(Items from a data source)
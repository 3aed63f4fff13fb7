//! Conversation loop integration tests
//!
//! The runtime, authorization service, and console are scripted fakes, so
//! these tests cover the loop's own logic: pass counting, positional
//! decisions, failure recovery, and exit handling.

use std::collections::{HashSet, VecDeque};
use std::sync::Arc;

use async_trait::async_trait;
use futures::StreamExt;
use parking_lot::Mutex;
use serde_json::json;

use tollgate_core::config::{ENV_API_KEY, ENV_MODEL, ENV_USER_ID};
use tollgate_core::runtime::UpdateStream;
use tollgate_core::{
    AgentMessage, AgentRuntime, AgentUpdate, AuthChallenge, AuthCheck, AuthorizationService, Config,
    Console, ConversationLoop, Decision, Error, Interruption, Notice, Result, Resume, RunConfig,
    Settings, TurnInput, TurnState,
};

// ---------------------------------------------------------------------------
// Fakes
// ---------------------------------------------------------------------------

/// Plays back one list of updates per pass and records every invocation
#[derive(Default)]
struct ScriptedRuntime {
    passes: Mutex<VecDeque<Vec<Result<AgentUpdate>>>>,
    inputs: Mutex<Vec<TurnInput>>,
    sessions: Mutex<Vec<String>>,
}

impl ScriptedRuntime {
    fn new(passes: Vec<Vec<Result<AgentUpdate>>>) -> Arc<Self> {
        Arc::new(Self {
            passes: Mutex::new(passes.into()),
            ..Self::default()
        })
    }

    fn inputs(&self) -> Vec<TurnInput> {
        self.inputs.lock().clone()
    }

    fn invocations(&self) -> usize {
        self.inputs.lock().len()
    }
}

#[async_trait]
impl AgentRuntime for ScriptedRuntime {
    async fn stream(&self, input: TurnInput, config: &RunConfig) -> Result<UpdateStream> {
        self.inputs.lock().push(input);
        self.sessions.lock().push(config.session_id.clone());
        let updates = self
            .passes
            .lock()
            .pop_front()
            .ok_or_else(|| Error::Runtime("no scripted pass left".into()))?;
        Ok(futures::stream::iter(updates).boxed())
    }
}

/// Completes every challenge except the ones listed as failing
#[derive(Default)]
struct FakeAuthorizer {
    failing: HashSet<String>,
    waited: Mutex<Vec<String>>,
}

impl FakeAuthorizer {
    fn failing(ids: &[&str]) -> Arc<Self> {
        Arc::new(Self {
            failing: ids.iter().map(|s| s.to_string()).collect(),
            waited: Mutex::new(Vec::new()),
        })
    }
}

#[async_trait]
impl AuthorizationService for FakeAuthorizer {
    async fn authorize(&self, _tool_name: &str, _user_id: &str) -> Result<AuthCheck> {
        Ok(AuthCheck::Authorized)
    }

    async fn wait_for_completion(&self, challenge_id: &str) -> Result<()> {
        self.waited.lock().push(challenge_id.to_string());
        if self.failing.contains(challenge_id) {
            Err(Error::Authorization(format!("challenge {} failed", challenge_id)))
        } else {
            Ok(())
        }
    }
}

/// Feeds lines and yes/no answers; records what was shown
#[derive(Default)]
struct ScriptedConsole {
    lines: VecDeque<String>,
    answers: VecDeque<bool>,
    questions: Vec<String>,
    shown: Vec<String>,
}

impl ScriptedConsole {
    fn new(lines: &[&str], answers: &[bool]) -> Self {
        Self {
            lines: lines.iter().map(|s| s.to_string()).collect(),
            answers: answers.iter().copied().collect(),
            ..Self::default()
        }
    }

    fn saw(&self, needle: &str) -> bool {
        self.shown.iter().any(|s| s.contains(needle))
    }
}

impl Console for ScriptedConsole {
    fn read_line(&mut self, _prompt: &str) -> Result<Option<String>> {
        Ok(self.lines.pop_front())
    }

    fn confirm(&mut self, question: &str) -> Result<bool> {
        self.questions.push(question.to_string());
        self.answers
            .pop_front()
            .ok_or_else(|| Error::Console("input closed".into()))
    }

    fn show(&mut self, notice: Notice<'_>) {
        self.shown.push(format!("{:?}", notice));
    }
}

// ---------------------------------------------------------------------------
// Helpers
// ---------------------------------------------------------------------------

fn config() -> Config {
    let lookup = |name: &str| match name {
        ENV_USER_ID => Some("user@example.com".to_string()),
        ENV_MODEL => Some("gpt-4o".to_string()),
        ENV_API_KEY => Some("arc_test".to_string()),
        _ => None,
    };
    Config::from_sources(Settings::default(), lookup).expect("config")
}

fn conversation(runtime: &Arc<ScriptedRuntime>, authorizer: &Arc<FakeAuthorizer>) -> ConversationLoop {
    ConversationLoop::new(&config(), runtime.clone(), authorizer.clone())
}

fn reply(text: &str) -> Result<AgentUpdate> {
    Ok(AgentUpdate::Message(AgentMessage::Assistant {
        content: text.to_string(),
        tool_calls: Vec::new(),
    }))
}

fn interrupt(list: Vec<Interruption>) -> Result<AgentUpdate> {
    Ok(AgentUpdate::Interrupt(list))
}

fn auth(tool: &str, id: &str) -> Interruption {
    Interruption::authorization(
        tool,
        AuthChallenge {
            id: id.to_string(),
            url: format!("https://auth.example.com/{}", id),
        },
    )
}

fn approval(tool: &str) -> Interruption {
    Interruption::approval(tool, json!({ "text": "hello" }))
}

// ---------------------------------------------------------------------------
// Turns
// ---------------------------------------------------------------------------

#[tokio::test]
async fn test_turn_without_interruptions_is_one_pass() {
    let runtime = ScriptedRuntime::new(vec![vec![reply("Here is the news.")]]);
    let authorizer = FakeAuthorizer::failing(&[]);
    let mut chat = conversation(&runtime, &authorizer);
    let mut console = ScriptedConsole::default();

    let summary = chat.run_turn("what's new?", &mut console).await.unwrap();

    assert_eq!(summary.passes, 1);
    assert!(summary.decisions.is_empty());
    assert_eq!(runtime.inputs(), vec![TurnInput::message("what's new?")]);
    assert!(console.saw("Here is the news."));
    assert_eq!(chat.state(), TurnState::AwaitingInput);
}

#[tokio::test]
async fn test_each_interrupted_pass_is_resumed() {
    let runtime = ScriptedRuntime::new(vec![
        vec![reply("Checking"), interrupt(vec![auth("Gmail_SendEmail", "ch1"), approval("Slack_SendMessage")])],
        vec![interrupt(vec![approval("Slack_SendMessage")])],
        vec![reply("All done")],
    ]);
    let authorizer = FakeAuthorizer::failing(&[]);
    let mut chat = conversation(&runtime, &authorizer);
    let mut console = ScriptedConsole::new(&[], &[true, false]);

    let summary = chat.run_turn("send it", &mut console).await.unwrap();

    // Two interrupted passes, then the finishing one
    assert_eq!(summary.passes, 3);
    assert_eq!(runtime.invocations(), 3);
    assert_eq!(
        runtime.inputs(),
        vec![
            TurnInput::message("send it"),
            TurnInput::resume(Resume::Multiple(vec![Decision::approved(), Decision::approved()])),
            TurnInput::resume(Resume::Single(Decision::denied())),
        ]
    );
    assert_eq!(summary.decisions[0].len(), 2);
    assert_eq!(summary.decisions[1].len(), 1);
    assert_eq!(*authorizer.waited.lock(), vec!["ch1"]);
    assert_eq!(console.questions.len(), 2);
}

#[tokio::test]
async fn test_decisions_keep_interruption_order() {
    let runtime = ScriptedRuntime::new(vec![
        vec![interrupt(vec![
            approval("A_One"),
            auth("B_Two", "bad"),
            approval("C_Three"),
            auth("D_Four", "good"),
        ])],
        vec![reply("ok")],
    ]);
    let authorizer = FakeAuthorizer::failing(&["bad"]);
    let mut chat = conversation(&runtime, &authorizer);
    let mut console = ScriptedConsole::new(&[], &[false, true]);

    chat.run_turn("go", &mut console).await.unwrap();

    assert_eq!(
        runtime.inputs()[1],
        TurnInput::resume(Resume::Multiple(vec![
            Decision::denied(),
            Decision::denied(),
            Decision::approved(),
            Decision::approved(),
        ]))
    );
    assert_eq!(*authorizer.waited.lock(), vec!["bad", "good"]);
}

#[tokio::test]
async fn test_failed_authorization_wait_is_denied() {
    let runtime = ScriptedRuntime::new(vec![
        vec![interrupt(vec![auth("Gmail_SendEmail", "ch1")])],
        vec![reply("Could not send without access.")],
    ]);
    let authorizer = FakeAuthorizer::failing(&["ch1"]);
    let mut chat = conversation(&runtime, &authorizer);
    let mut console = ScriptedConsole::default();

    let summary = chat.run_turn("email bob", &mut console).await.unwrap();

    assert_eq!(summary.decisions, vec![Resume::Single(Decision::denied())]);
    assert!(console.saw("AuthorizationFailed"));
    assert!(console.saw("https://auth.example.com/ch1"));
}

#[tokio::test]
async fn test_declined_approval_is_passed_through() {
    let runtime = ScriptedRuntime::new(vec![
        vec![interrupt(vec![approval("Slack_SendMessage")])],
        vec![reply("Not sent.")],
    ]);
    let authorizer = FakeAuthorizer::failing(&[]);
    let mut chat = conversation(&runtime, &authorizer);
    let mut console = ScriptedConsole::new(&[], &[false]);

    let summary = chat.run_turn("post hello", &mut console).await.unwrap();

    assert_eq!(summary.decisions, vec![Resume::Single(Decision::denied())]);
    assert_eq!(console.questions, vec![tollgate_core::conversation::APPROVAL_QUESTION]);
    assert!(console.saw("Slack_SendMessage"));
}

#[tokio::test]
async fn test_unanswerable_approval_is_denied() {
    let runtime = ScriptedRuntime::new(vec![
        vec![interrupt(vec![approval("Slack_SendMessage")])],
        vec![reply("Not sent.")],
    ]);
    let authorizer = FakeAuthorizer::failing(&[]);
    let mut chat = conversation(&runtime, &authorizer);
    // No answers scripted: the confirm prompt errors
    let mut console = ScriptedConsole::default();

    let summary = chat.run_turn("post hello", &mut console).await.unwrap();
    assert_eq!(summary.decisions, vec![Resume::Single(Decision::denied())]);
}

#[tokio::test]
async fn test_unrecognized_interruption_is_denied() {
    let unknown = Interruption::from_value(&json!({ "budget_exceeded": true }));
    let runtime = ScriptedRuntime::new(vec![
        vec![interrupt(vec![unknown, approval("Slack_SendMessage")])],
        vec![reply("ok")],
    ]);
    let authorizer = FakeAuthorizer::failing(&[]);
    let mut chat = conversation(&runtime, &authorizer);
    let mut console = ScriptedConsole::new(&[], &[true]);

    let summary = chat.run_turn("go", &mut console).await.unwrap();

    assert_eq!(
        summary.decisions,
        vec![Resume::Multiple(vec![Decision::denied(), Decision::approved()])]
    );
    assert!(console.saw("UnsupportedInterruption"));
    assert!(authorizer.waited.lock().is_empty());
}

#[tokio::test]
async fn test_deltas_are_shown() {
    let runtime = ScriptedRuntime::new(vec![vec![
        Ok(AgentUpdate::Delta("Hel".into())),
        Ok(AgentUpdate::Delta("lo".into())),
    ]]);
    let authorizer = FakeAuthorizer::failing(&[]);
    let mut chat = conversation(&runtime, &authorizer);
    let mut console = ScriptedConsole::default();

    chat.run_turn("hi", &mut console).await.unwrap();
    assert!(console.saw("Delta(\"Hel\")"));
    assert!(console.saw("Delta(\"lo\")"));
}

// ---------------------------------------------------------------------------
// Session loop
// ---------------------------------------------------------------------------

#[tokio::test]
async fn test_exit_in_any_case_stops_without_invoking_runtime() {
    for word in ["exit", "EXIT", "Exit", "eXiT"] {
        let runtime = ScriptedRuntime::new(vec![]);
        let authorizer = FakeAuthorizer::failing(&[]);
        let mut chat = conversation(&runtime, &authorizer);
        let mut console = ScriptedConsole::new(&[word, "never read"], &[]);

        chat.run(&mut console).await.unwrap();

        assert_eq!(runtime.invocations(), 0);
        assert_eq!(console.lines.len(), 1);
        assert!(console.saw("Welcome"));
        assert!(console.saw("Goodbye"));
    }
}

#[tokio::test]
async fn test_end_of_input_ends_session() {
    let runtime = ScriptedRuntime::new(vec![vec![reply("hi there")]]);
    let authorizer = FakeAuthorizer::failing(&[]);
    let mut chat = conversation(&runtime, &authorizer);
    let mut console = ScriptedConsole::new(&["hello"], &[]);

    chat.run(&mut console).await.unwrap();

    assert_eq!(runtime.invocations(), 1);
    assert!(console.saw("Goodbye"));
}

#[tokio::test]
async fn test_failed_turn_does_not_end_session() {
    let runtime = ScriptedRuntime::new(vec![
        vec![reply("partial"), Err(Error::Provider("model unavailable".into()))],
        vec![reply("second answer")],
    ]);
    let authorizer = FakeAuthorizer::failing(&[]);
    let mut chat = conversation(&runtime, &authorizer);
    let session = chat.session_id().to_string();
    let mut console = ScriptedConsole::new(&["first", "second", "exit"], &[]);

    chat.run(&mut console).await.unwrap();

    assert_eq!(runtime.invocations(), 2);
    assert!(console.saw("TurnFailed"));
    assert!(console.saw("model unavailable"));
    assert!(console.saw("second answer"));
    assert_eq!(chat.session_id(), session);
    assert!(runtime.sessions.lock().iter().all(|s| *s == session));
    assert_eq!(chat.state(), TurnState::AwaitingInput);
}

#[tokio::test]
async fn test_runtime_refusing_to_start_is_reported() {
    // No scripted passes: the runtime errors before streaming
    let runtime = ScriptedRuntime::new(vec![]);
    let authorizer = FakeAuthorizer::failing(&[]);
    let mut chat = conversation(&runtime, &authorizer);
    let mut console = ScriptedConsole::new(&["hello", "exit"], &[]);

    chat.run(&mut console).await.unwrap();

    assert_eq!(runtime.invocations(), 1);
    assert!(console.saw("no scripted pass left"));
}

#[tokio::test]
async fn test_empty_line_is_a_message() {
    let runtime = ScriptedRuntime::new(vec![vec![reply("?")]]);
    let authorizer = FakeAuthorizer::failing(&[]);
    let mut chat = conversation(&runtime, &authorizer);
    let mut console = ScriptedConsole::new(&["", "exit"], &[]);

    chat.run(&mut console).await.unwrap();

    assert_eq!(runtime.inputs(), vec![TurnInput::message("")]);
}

EXERCISE: Search the entries for the string "lines" and collect each line that has it.

WORKED SOLUTION:
/// Feeds lines and yes/no answers; records what was shown
    lines: VecDeque<String>,
    fn new(lines: &[&str], answers: &[bool]) -> Self {
            lines: lines.iter().map(|s| s.to_string()).collect(),
        Ok(self.lines.pop_front())
        assert_eq!(console.lines.len(), 1);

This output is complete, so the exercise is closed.